TROIS DERNIERS ET PRINCIPAUX AVIS POUR CETTE INTRODUCTION

 

Refaites tous les premiers jours du mois la protestation qui est r en la première Partie, après la méditation; et à tous moments, protestez de la vouloir observer, disant avec David: « Non, jamais éternellement je n’oublierai vos justifications, o mon Dieu, car en icelles vous m’avez vivifiée. » Et quand vous sentirez quelque détraquement en votre âme, prenez votre protestation en main, et prosternée en esprit d’humilité proférez-la de tout votre coeur, et vous trouverez un grand allégement.

Faites profession ouverte de vouloir être dévote; je ne dis pas d’être dévote, mais je dis de le vouloir être; et n’ayez point de honte des actions communes et requises qui nous conduisent à l’amour de Dieu. Avouez hardiment que vous vous essayez de méditer, que vous aimeriez mieux mourir que de pécher mortellement, que vous voulez fréquenter les sacrements et suivre les conseils de votre directeur (bien que souvent il ne soit pas nécessaire de le nominer, pour plusieurs raisons). Car cette franchise de confesser qu’on veut servir Dieu et qu’on s’est consacré à son amour d’une spéciale affection, est fort agréable à sa divine Majesté, qui ne veut point que l’on ait honte de lui ni de sa Croix; et puis, elle coupe chemin à beaucoup de semonces que le monde voudrait faire au contraire, et nous oblige de réputation à la poursuite. Les philosophes se publiaient pour philosophes, afin qu’on les laissât vivre philosophiquement; et nous devons nous faire connaître pour désireux de la dévotion, afin qu’on nous laisse vivre dévotement. Que si quelqu’un vous dit que l’on peut vivre dévotement, sans la pratique de ces avis et exercices, ne le niez pas; mais répondez amiablement que votre infirmité est si grande, qu’elle requiert plus d’aide et de secours qu’il n’en faut pas pour les autres.

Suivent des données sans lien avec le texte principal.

//! Login credentials and the session actor they resolve to.
//!
//! Credential checks are plaintext comparisons against stored users. The
//! dashboard is a demonstration, not a security boundary.

use serde::{Deserialize, Serialize};
use thiserror::Error;
use zeroize::Zeroizing;

use super::{Role, User, UserId, UserStatus};

/// Returned when login inputs are invalid before any lookup happens.
#[derive(Debug, Clone, PartialEq, Eq, Error)]
pub enum LoginValidationError {
    /// Username was missing or blank once trimmed.
    #[error("username must not be empty")]
    EmptyUsername,
    /// Password was blank.
    #[error("password must not be empty")]
    EmptyPassword,
}

/// Validated login credentials.
///
/// ## Invariants
/// - `username` is trimmed and non-empty.
/// - `password` is non-empty and kept verbatim.
///
/// # Examples
/// ```
/// use leadboard::domain::LoginCredentials;
///
/// let creds = LoginCredentials::try_from_parts(" olivia ", "password").expect("valid");
/// assert_eq!(creds.username(), "olivia");
/// ```
#[derive(Debug, Clone, PartialEq, Eq)]
pub struct LoginCredentials {
    username: String,
    password: Zeroizing<String>,
}

impl LoginCredentials {
    /// Construct credentials from raw username/password inputs.
    ///
    /// # Errors
    ///
    /// Returns [`LoginValidationError`] when either part is blank.
    pub fn try_from_parts(username: &str, password: &str) -> Result<Self, LoginValidationError> {
        let normalized = username.trim();
        if normalized.is_empty() {
            return Err(LoginValidationError::EmptyUsername);
        }
        if password.is_empty() {
            return Err(LoginValidationError::EmptyPassword);
        }
        Ok(Self {
            username: normalized.to_owned(),
            password: Zeroizing::new(password.to_owned()),
        })
    }

    /// Username used for the lookup.
    #[must_use]
    pub fn username(&self) -> &str {
        self.username.as_str()
    }

    /// Password supplied by the caller.
    #[must_use]
    pub fn password(&self) -> &str {
        self.password.as_str()
    }

    /// Whether `user` carries these credentials and may still sign in.
    #[must_use]
    pub fn matches(&self, user: &User) -> bool {
        user.status != UserStatus::Removed
            && user.username == self.username()
            && user.password == self.password()
    }
}

/// The signed-in user every scoped operation acts on behalf of.
#[derive(Debug, Clone, PartialEq, Eq, Serialize, Deserialize)]
#[serde(rename_all = "camelCase")]
pub struct Actor {
    /// User identifier.
    pub id: UserId,
    /// Display name.
    pub name: String,
    /// Role at sign-in time.
    pub role: Role,
    /// Organization used for scoping.
    pub organization: String,
}

impl Actor {
    /// Whether the actor may change other members of the team.
    #[must_use]
    pub const fn can_manage_team(&self) -> bool {
        self.role.can_manage_team()
    }
}

impl From<&User> for Actor {
    fn from(user: &User) -> Self {
        Self {
            id: user.id.clone(),
            name: user.name.clone(),
            role: user.role,
            organization: user.organization.clone(),
        }
    }
}

#[cfg(test)]
mod tests {
    //! Regression coverage for this module.
    use super::*;
    use rstest::{fixture, rstest};

    #[fixture]
    fn olivia() -> User {
        User {
            id: UserId::new("011v1a00").expect("valid id"),
            name: "Olivia Rhye".to_owned(),
            username: "olivia".to_owned(),
            password: "password".to_owned(),
            role: Role::Admin,
            status: UserStatus::Active,
            organization: "Acme Inc".to_owned(),
            email: None,
        }
    }

    #[rstest]
    #[case("", "pw", LoginValidationError::EmptyUsername)]
    #[case("   ", "pw", LoginValidationError::EmptyUsername)]
    #[case("user", "", LoginValidationError::EmptyPassword)]
    fn invalid_credentials(
        #[case] username: &str,
        #[case] password: &str,
        #[case] expected: LoginValidationError,
    ) {
        let err = LoginCredentials::try_from_parts(username, password)
            .expect_err("invalid inputs must fail");
        assert_eq!(err, expected);
    }

    #[rstest]
    #[case("olivia", "password", true)]
    #[case("  olivia ", "password", true)]
    #[case("olivia", "Password", false)]
    #[case("jane", "password", false)]
    fn matching_compares_username_and_password(
        olivia: User,
        #[case] username: &str,
        #[case] password: &str,
        #[case] expected: bool,
    ) {
        let creds = LoginCredentials::try_from_parts(username, password).expect("valid");
        assert_eq!(creds.matches(&olivia), expected);
    }

    #[rstest]
    #[case("\tolivia\n", true)]
    #[case(" Olivia ", false)]
    #[case("oli via", false)]
    fn only_surrounding_whitespace_is_ignored(
        olivia: User,
        #[case] username: &str,
        #[case] expected: bool,
    ) {
        let creds = LoginCredentials::try_from_parts(username, "password").expect("valid");
        assert_eq!(creds.matches(&olivia), expected);
    }

    #[rstest]
    fn padded_stored_usernames_are_not_trimmed(mut olivia: User) {
        olivia.username = " olivia ".to_owned();
        let creds = LoginCredentials::try_from_parts(" olivia ", "password").expect("valid");
        assert!(!creds.matches(&olivia));
    }

    #[rstest]
    fn removed_users_never_match(mut olivia: User) {
        olivia.status = UserStatus::Removed;
        let creds = LoginCredentials::try_from_parts("olivia", "password").expect("valid");
        assert!(!creds.matches(&olivia));
    }

    #[rstest]
    fn actor_copies_identity_and_scope(olivia: User) {
        let actor = Actor::from(&olivia);
        assert_eq!(actor.id, olivia.id);
        assert_eq!(actor.organization, "Acme Inc");
        assert!(actor.can_manage_team());
    }
}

Enfin, très chère Philothée, je vous conjure par tout ce qui est de sacré au ciel et en la terre, par le baptême que vous avez reçu, par les mamelles que Jésus-Christ suça, par le coeur charitable duquel il vous aima et par les entrailles de la miséricorde en laquelle vous espérez, continuez et persévérez en cette bienheureuse entreprise de la vie dévote. Nos jours s’écoulent, la mort est à la porte: « La trompette, dit saint Grégoire Nazianzène, sonne la retraite; qu’un chacun se prépare, car le jugement est proche. » La mère de Symphorien, voyant qu’on le conduisait au martyre, criait après lui : « Mon fils, mon fils, souvienne-toi de la vie éternelle; regarde le ciel et considère Celui lequel y règne; la fin prochaine terminera bientôt la brève course de cette vie. » Ma Philothée, vous dirai-je de même, regardez le ciel et ne le quittez pas pour la terre; regardez l’enfer, ne vous y jetez pas pour les moments; regardez Jésus-Christ, ne le reniez pas pour le monde; et quand la peine de la vie dévote vous semblera dure, chantez avec saint François:

 

« A cause des biens que j’attends,

Les travaux me sont passe-temps ».

 

 

VIVE JÉSUS, auquel, avec le Père et le Saint-Esprit, soit honneur et gloire, maintenant et toujours et ès siècles des siècles. Ainsi soit-il.